╭─ Data for this exercise
// SPDX-License-Identifier: Apache-2.0
// Copyright (c) 2025 Polyframe Inc.

//! Grid-based vertex snapping
//!
//! Points are bucketed in a uniform grid over a box; points outside the box
//! fall into the nearest border cell. With a positive threshold a new point
//! is merged into the nearest stored point within that distance, so the
//! stored points stay pairwise further apart than the threshold.

use crate::geometry::distance::point_segment_distance;
use crate::geometry::{point_dot_compare_3d, Box3, Point3, Segment3, Vector3};
use ahash::AHashMap;

#[derive(Debug, Clone)]
pub struct Snap3 {
    bbox: Box3,
    resolution: usize,
    cell: Vector3,
    threshold: f64,
    buckets: AHashMap<[usize; 3], Vec<usize>>,
    points: Vec<Point3>,
}

impl Snap3 {
    /// Grid of `resolution` cells per axis over `bbox`.
    pub fn new(bbox: Box3, resolution: usize, threshold: f64) -> Self {
        assert!(!bbox.is_empty(), "snap box must not be empty");
        assert!(resolution > 0, "snap resolution must be positive");
        assert!(threshold >= 0.0, "snap threshold must be non-negative");
        Self {
            cell: bbox.size() / resolution as f64,
            bbox,
            resolution,
            threshold,
            buckets: AHashMap::new(),
            points: Vec::new(),
        }
    }

    pub fn threshold(&self) -> f64 {
        self.threshold
    }

    pub fn len(&self) -> usize {
        self.points.len()
    }

    pub fn is_empty(&self) -> bool {
        self.points.is_empty()
    }

    pub fn snap_points(&self) -> &[Point3] {
        &self.points
    }

    pub fn clear(&mut self) {
        self.buckets.clear();
        self.points.clear();
    }

    /// Index of the stored point `p` snaps to, inserting `p` if nothing is
    /// close enough.
    pub fn insert_snap_vertex(&mut self, p: &Point3) -> usize {
        if let Some(found) = self.nearest(p) {
            return found;
        }
        let index = self.points.len();
        self.points.push(*p);
        let cell = self.cell_of(p);
        self.buckets.entry(cell).or_default().push(index);
        index
    }

    /// Every stored point within the threshold of `p`, nearest first.
    pub fn find_snap_vertices(&self, p: &Point3) -> Vec<usize> {
        let mut found: Vec<(f64, usize)> = Vec::new();
        self.for_each_near(p, |index, distance| found.push((distance, index)));
        found.sort_by(|a, b| a.0.total_cmp(&b.0).then(a.1.cmp(&b.1)));
        found.into_iter().map(|(_, i)| i).collect()
    }

    pub fn contain_snap_vertex(&self, p: &Point3) -> bool {
        self.nearest(p).is_some()
    }

    /// Stored points within the threshold of the segment, ordered from
    /// `segment.a` towards `segment.b`.
    pub fn find_snap_segment(&self, segment: &Segment3) -> Vec<usize> {
        let reach = segment.bounding_box().inflated(self.threshold);
        let lo = self.cell_of(&reach.min);
        let hi = self.cell_of(&reach.max);

        let mut found = Vec::new();
        for x in lo[0]..=hi[0] {
            for y in lo[1]..=hi[1] {
                for z in lo[2]..=hi[2] {
                    let Some(bucket) = self.buckets.get(&[x, y, z]) else {
                        continue;
                    };
                    found.extend(
                        bucket
                            .iter()
                            .copied()
                            .filter(|&i| point_segment_distance(&self.points[i], segment) <= self.threshold),
                    );
                }
            }
        }
        found.sort_by(|&i, &j| {
            point_dot_compare_3d(&segment.a, &segment.b, &self.points[i], &self.points[j]).then(i.cmp(&j))
        });
        found
    }

    fn nearest(&self, p: &Point3) -> Option<usize> {
        let mut best: Option<(f64, usize)> = None;
        self.for_each_near(p, |index, distance| {
            if best.map_or(true, |(d, _)| distance < d) {
                best = Some((distance, index));
            }
        });
        best.map(|(_, index)| index)
    }

    /// Calls `f(index, distance)` for every stored point within the threshold.
    fn for_each_near(&self, p: &Point3, mut f: impl FnMut(usize, f64)) {
        let center = self.cell_of(p);
        if self.threshold == 0.0 {
            if let Some(bucket) = self.buckets.get(&center) {
                for &i in bucket.iter().filter(|&&i| self.points[i] == *p) {
                    f(i, 0.0);
                }
            }
            return;
        }

        let mut lo = [0usize; 3];
        let mut hi = [0usize; 3];
        for axis in 0..3 {
            let reach = if self.cell[axis] > 0.0 {
                (self.threshold / self.cell[axis]).ceil().min(self.resolution as f64) as usize
            } else {
                0
            };
            lo[axis] = center[axis].saturating_sub(reach);
            hi[axis] = (center[axis] + reach).min(self.resolution - 1);
        }
        for x in lo[0]..=hi[0] {
            for y in lo[1]..=hi[1] {
                for z in lo[2]..=hi[2] {
                    let Some(bucket) = self.buckets.get(&[x, y, z]) else {
                        continue;
                    };
                    for &i in bucket {
                        let distance = (self.points[i] - p).norm();
                        if distance <= self.threshold {
                            f(i, distance);
                        }
                    }
                }
            }
        }
    }

    fn cell_of(&self, p: &Point3) -> [usize; 3] {
        let mut cell = [0usize; 3];
        for axis in 0..3 {
            let t = if self.cell[axis] > 0.0 {
                ((p[axis] - self.bbox.min[axis]) / self.cell[axis]).floor()
            } else {
                0.0
            };
            cell[axis] = (t.max(0.0) as usize).min(self.resolution - 1);
        }
        cell
    }
}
╰─
▶ **Task objective**: Print, please, the lines from the first line of the material through the line that contains "use crate::geometry::distance::point_segment_distance;", exactly as written and with nothing added.

▶ **Answer for this exercise**:
// SPDX-License-Identifier: Apache-2.0
// Copyright (c) 2025 Polyframe Inc.

//! Grid-based vertex snapping
//!
//! Points are bucketed in a uniform grid over a box; points outside the box
//! fall into the nearest border cell. With a positive threshold a new point
//! is merged into the nearest stored point within that distance, so the
//! stored points stay pairwise further apart than the threshold.

use crate::geometry::distance::point_segment_distance;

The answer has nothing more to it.